● Task to carry out: The reply must be the number of lines in the following material that include the word "None", and nothing more.
Top of Data provided
//! engagement-engine - external-video engagement estimation service
//!
//! Ingests outbound click / return events into a day-partitioned log and
//! serves completion-rate estimates over rolling windows.
//!
//! # Usage
//!
//! ```bash
//! # Run the HTTP service (default)
//! engagement-engine serve --addr 0.0.0.0:8080
//!
//! # One-off queries against the local event log
//! engagement-engine stats --range 30d
//! engagement-engine estimates --range 7d --platform short-form
//!
//! # Record a batch from a file
//! engagement-engine ingest --file batch.json
//! ```
//!
//! # Environment Variables
//!
//! - `ENGAGEMENT_CONFIG`: Path to the TOML config (default: ./engagement.toml)
//! - `RUST_LOG`: Logging level (default: info)

use anyhow::{Context, Result};
use clap::Parser;
use std::path::PathBuf;
use std::sync::Arc;
use std::time::Duration;
use tokio::task::JoinSet;
use tokio_util::sync::CancellationToken;
use tracing::{error, info, warn};

use engagement_engine::api::{create_app, ApiState};
use engagement_engine::clock::{Clock, SystemClock};
use engagement_engine::config::{defaults, EngineConfig};
use engagement_engine::storage::{LogStore, ProcessLock};
use engagement_engine::types::{EstimateFilters, Platform, StatsRange};
use engagement_engine::{Aggregator, IngestionService};

// ============================================================================
// CLI Arguments
// ============================================================================

#[derive(Parser, Debug)]
#[command(name = "engagement-engine")]
#[command(about = "External-video engagement estimation service")]
#[command(version)]
struct CliArgs {
    /// Path to a TOML config file
    #[arg(long, global = true, value_name = "PATH", env = "ENGAGEMENT_CONFIG")]
    config: Option<PathBuf>,

    /// Override the data directory
    #[arg(long, global = true, value_name = "PATH")]
    data_dir: Option<PathBuf>,

    /// Emit logs as JSON lines
    #[arg(long, global = true)]
    log_json: bool,

    #[command(subcommand)]
    command: Option<SubCommand>,
}

#[derive(clap::Subcommand, Debug)]
enum SubCommand {
    /// Run the HTTP ingestion and query service
    Serve {
        /// Override the server address
        #[arg(short, long)]
        addr: Option<String>,
    },

    /// Print click/return statistics as JSON
    Stats {
        #[arg(long, default_value = "7d")]
        range: StatsRange,
    },

    /// Print completion estimates as JSON
    Estimates {
        #[arg(long, default_value = "7d")]
        range: StatsRange,
        #[arg(long)]
        video_id: Option<String>,
        #[arg(long)]
        platform: Option<Platform>,
    },

    /// Record a JSON batch of `{type, data}` entries from a file
    Ingest {
        #[arg(long)]
        file: PathBuf,
    },
}

// ============================================================================
// Task Names for Supervisor Logging
// ============================================================================

#[derive(Debug, Clone, Copy)]
enum TaskName {
    HttpServer,
    LogFlusher,
}

impl std::fmt::Display for TaskName {
    fn fmt(&self, f: &mut std::fmt::Formatter<'_>) -> std::fmt::Result {
        match self {
            TaskName::HttpServer => write!(f, "HttpServer"),
            TaskName::LogFlusher => write!(f, "LogFlusher"),
        }
    }
}

// ============================================================================
// Initialization
// ============================================================================

fn init_tracing(json: bool) {
    let filter = tracing_subscriber::EnvFilter::try_from_default_env()
        .unwrap_or_else(|_| tracing_subscriber::EnvFilter::new("info"));

    if json {
        tracing_subscriber::fmt()
            .with_env_filter(filter)
            .json()
            .init();
    } else {
        tracing_subscriber::fmt()
            .with_env_filter(filter)
            .with_target(false)
            .init();
    }
}

fn load_config(args: &CliArgs) -> Result<EngineConfig> {
    let mut config = match &args.config {
        Some(path) => EngineConfig::load_from_file(path)
            .with_context(|| format!("Failed to load config from {}", path.display()))?,
        None => EngineConfig::load(),
    };
    if let Some(dir) = &args.data_dir {
        config.storage.data_dir = dir.clone();
    }
    Ok(config)
}

/// Services shared by every subcommand.
struct Services {
    _process_lock: ProcessLock,
    log: LogStore,
    ingest: IngestionService,
    aggregator: Aggregator,
}

fn init_services(config: &EngineConfig) -> Result<Services> {
    let data_dir = &config.storage.data_dir;

    let _process_lock = ProcessLock::acquire(data_dir).context("Failed to acquire process lock")?;

    let db_path = config.storage.event_db_path();
    let log = LogStore::open_sled(&db_path)
        .with_context(|| format!("Failed to open event log at {}", db_path.display()))?;
    info!(path = %db_path.display(), segments = log.list_segments().len(), "Event log ready");

    let clock: Arc<dyn Clock> = Arc::new(SystemClock);
    let ingest = IngestionService::new(log.clone(), clock.clone());
    let aggregator = Aggregator::new(log.clone(), clock, config.aggregation.clone());

    Ok(Services {
        _process_lock,
        log,
        ingest,
        aggregator,
    })
}

// ============================================================================
// Server Tasks
// ============================================================================

fn spawn_http_server(
    task_set: &mut JoinSet<Result<TaskName>>,
    listener: tokio::net::TcpListener,
    app: axum::Router,
    cancel_token: CancellationToken,
) {
    task_set.spawn(async move {
        info!("[HttpServer] Task starting");

        let result = axum::serve(listener, app)
            .with_graceful_shutdown(async move {
                cancel_token.cancelled().await;
                info!("[HttpServer] Received shutdown signal");
            })
            .await;

        match result {
            Ok(()) => {
                info!("[HttpServer] Graceful shutdown complete");
                Ok(TaskName::HttpServer)
            }
            Err(e) => {
                error!("[HttpServer] Server error: {}", e);
                Err(anyhow::anyhow!("HTTP server error: {}", e))
            }
        }
    });
}

fn spawn_log_flusher(
    task_set: &mut JoinSet<Result<TaskName>>,
    log: LogStore,
    cancel_token: CancellationToken,
) {
    task_set.spawn(async move {
        info!("[LogFlusher] Task starting");
        let mut interval =
            tokio::time::interval(Duration::from_secs(defaults::LOG_FLUSH_INTERVAL_SECS));

        loop {
            tokio::select! {
                _ = cancel_token.cancelled() => break,
                _ = interval.tick() => {
                    let log = log.clone();
                    match tokio::task::spawn_blocking(move || log.flush()).await {
                        Ok(Ok(())) => {}
                        Ok(Err(e)) => warn!("[LogFlusher] Flush failed: {}", e),
                        Err(e) => warn!("[LogFlusher] Flush task failed: {}", e),
                    }
                }
            }
        }

        log.flush().context("Final event log flush failed")?;
        info!("[LogFlusher] Final flush complete");
        Ok(TaskName::LogFlusher)
    });
}

/// Monitor tasks, cancel everything on the first failure.
async fn run_supervisor(
    task_set: &mut JoinSet<Result<TaskName>>,
    cancel_token: CancellationToken,
) -> Result<()> {
    info!("Supervisor: all tasks spawned, monitoring");

    loop {
        match task_set.join_next().await {
            Some(Ok(Ok(task_name))) => {
                info!("Supervisor: task {} completed", task_name);
                cancel_token.cancel();
            }
            Some(Ok(Err(e))) => {
                error!("Supervisor: task failed with error: {}", e);
                cancel_token.cancel();
                return Err(e);
            }
            Some(Err(e)) => {
                error!("Supervisor: task panicked: {}", e);
                cancel_token.cancel();
                return Err(anyhow::anyhow!("Task panicked: {}", e));
            }
            None => {
                info!("Supervisor: all tasks completed");
                break;
            }
        }
    }

    Ok(())
}

async fn run_server(config: EngineConfig, addr_override: Option<String>) -> Result<()> {
    let services = init_services(&config)?;
    let addr = addr_override.unwrap_or_else(|| config.server.addr.clone());

    let state = ApiState::new(services.ingest.clone(), services.aggregator.clone());
    let app = create_app(state, &config.server);

    let listener = tokio::net::TcpListener::bind(&addr)
        .await
        .with_context(|| format!("Failed to bind to {}", addr))?;
    info!(%addr, backend = services.log.backend_name(), "HTTP server listening");

    let cancel_token = CancellationToken::new();
    let shutdown_token = cancel_token.clone();
    tokio::spawn(async move {
        tokio::signal::ctrl_c().await.ok();
        info!("Received Ctrl+C, initiating shutdown");
        shutdown_token.cancel();
    });

    let mut task_set: JoinSet<Result<TaskName>> = JoinSet::new();
    spawn_http_server(&mut task_set, listener, app, cancel_token.clone());
    spawn_log_flusher(&mut task_set, services.log.clone(), cancel_token.clone());

    run_supervisor(&mut task_set, cancel_token).await
}

fn print_json<T: serde::Serialize>(value: &T) -> Result<()> {
    println!("{}", serde_json::to_string_pretty(value)?);
    Ok(())
}

// ============================================================================
// Main Entry Point
// ============================================================================

#[tokio::main]
async fn main() -> Result<()> {
    let args = CliArgs::parse();
    init_tracing(args.log_json);

    let config = load_config(&args)?;

    match args.command {
        None => run_server(config, None).await?,
        Some(SubCommand::Serve { addr }) => run_server(config, addr).await?,
        Some(SubCommand::Stats { range }) => {
            let services = init_services(&config)?;
            print_json(&services.aggregator.get_external_video_stats(range))?;
        }
        Some(SubCommand::Estimates {
            range,
            video_id,
            platform,
        }) => {
            let services = init_services(&config)?;
            let filters = EstimateFilters { video_id, platform };
            print_json(&services.aggregator.get_completion_estimates(range, &filters))?;
        }
        Some(SubCommand::Ingest { file }) => {
            let services = init_services(&config)?;
            let raw = std::fs::read_to_string(&file)
                .with_context(|| format!("Failed to read {}", file.display()))?;
            let entries: Vec<serde_json::Value> = serde_json::from_str(&raw)
                .with_context(|| format!("{} is not a JSON array", file.display()))?;
            let results = services.ingest.record_batch(entries);
            services.log.flush().context("Failed to flush event log")?;
            print_json(&results)?;
        }
    }

    info!("engagement-engine shutdown complete");
    Ok(())
}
Bottom of Data provided
● Solution to the problem: 3